Data items:
○ ○ ○ ○ ○
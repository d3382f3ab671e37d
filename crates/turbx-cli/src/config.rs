// Copyright 2019-2026 Maravilla Labs, operated by SOLUTAS GmbH, Switzerland
// SPDX-License-Identifier: Apache-2.0
// SPDX-License-Identifier: MIT

//! turbx server configuration.
//!
//! Configuration is loaded from `turbx.toml` (or the file named by
//! `--config`). Every value is optional; `set:` commands override the
//! engine section at runtime.
//!
//! # Example Configuration
//!
//! ```toml
//! [engine]
//! root = "templates"
//! components = "components"
//! ext = "xhtml"
//! template = "layout"
//! cache = 7200000
//! capacity = 1024
//! markdown = false
//!
//! [server]
//! memory_floor_mb = 10
//! debounce_ms = 100
//! ```

use serde::Deserialize;
use std::fs;
use std::path::Path;
use std::time::Duration;
use turbx::options;

/// Default configuration file name.
pub const CONFIG_FILE: &str = "turbx.toml";

/// Main configuration structure loaded from `turbx.toml`.
#[derive(Debug, Default, Deserialize)]
pub struct Config {
    /// Engine defaults.
    #[serde(default)]
    pub engine: EngineConfig,
    /// Server settings.
    #[serde(default)]
    pub server: ServerConfig,
}

/// Engine defaults, applied as options at startup.
#[derive(Debug, Deserialize)]
pub struct EngineConfig {
    /// Template root directory.
    pub root: Option<String>,
    /// Components directory below the root.
    pub components: Option<String>,
    /// Template file extension.
    pub ext: Option<String>,
    /// Default layout.
    pub template: Option<String>,
    /// Cache TTL in milliseconds.
    pub cache: Option<u64>,
    /// Maximum number of cached records (default: 1024).
    #[serde(default = "default_capacity")]
    pub capacity: usize,
    /// Markdown pass over whole templates.
    #[serde(default)]
    pub markdown: bool,
}

/// Command server settings.
#[derive(Debug, Deserialize)]
pub struct ServerConfig {
    /// Free memory floor in MiB (default: 10).
    #[serde(default = "default_memory_floor")]
    pub memory_floor_mb: u64,
    /// Watcher debounce in milliseconds (default: 100).
    #[serde(default = "default_debounce")]
    pub debounce_ms: u64,
}

fn default_capacity() -> usize {
    turbx::cache::DEFAULT_CAPACITY
}

fn default_memory_floor() -> u64 {
    10
}

fn default_debounce() -> u64 {
    100
}

impl Default for EngineConfig {
    fn default() -> Self {
        Self {
            root: None,
            components: None,
            ext: None,
            template: None,
            cache: None,
            capacity: default_capacity(),
            markdown: false,
        }
    }
}

impl Default for ServerConfig {
    fn default() -> Self {
        Self {
            memory_floor_mb: default_memory_floor(),
            debounce_ms: default_debounce(),
        }
    }
}

impl ServerConfig {
    /// The watcher debounce as a duration.
    pub fn debounce(&self) -> Duration {
        Duration::from_millis(self.debounce_ms)
    }
}

impl EngineConfig {
    /// The configured values as `(option, value)` pairs, in the order they
    /// should be applied.
    pub fn options(&self) -> Vec<(&'static str, String)> {
        let mut out = Vec::new();
        let pairs = [
            (options::COMPONENTS, &self.components),
            (options::EXT, &self.ext),
            (options::TEMPLATE, &self.template),
        ];
        for (key, value) in pairs {
            if let Some(value) = value {
                out.push((key, value.clone()));
            }
        }
        if let Some(ttl) = self.cache {
            out.push((options::CACHE, ttl.to_string()));
        }
        if self.markdown {
            out.push((options::MARKDOWN, "true".to_string()));
        }
        if let Some(root) = &self.root {
            out.push((options::ROOT, root.clone()));
        }
        out
    }
}

impl Config {
    /// Parses configuration text.
    pub fn parse(content: &str) -> anyhow::Result<Self> {
        Ok(toml::from_str(content)?)
    }

    /// Loads configuration.
    ///
    /// An explicit `path` must exist. Without one, `turbx.toml` in the current
    /// directory is used when present, otherwise the defaults.
    ///
    /// # Errors
    ///
    /// Returns an error if the configuration file cannot be read or parsed.
    pub fn load(path: Option<&Path>) -> anyhow::Result<Self> {
        let config_path = match path {
            Some(path) => path,
            None => {
                let default = Path::new(CONFIG_FILE);
                if !default.exists() {
                    return Ok(Config::default());
                }
                default
            }
        };
        let content = fs::read_to_string(config_path)
            .map_err(|e| anyhow::anyhow!("Failed to read {}: {}", config_path.display(), e))?;
        Self::parse(&content)
    }
}

#[cfg(test)]
mod tests {
    use super::*;

    #[test]
    fn test_defaults() {
        let config = Config::parse("").unwrap();
        assert_eq!(config.engine.capacity, 1024);
        assert_eq!(config.server.memory_floor_mb, 10);
        assert_eq!(config.server.debounce(), Duration::from_millis(100));
        assert!(config.engine.options().is_empty());
    }

    #[test]
    fn test_engine_options_root_last() {
        let config = Config::parse(
            "[engine]\nroot = \"views\"\next = \"html\"\ncache = 500\nmarkdown = true\n",
        )
        .unwrap();
        let options = config.engine.options();
        assert_eq!(
            options,
            vec![
                ("ext", "html".to_string()),
                ("cache", "500".to_string()),
                ("markdown", "true".to_string()),
                ("root", "views".to_string()),
            ]
        );
    }

    #[test]
    fn test_missing_explicit_file() {
        assert!(Config::load(Some(Path::new("/nonexistent/turbx.toml"))).is_err());
    }
}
○ ○ ○ ○ ○
DIRECTIONS FOR THIS TASK
Using the records above, please repeat the line with "return Ok(Config::default());" and every line after it exactly, and give no other text.

YOUR RESPONSE
                    return Ok(Config::default());
                }
                default
            }
        };
        let content = fs::read_to_string(config_path)
            .map_err(|e| anyhow::anyhow!("Failed to read {}: {}", config_path.display(), e))?;
        Self::parse(&content)
    }
}

#[cfg(test)]
mod tests {
    use super::*;

    #[test]
    fn test_defaults() {
        let config = Config::parse("").unwrap();
        assert_eq!(config.engine.capacity, 1024);
        assert_eq!(config.server.memory_floor_mb, 10);
        assert_eq!(config.server.debounce(), Duration::from_millis(100));
        assert!(config.engine.options().is_empty());
    }

    #[test]
    fn test_engine_options_root_last() {
        let config = Config::parse(
            "[engine]\nroot = \"views\"\next = \"html\"\ncache = 500\nmarkdown = true\n",
        )
        .unwrap();
        let options = config.engine.options();
        assert_eq!(
            options,
            vec![
                ("ext", "html".to_string()),
                ("cache", "500".to_string()),
                ("markdown", "true".to_string()),
                ("root", "views".to_string()),
            ]
        );
    }

    #[test]
    fn test_missing_explicit_file() {
        assert!(Config::load(Some(Path::new("/nonexistent/turbx.toml"))).is_err());
    }
}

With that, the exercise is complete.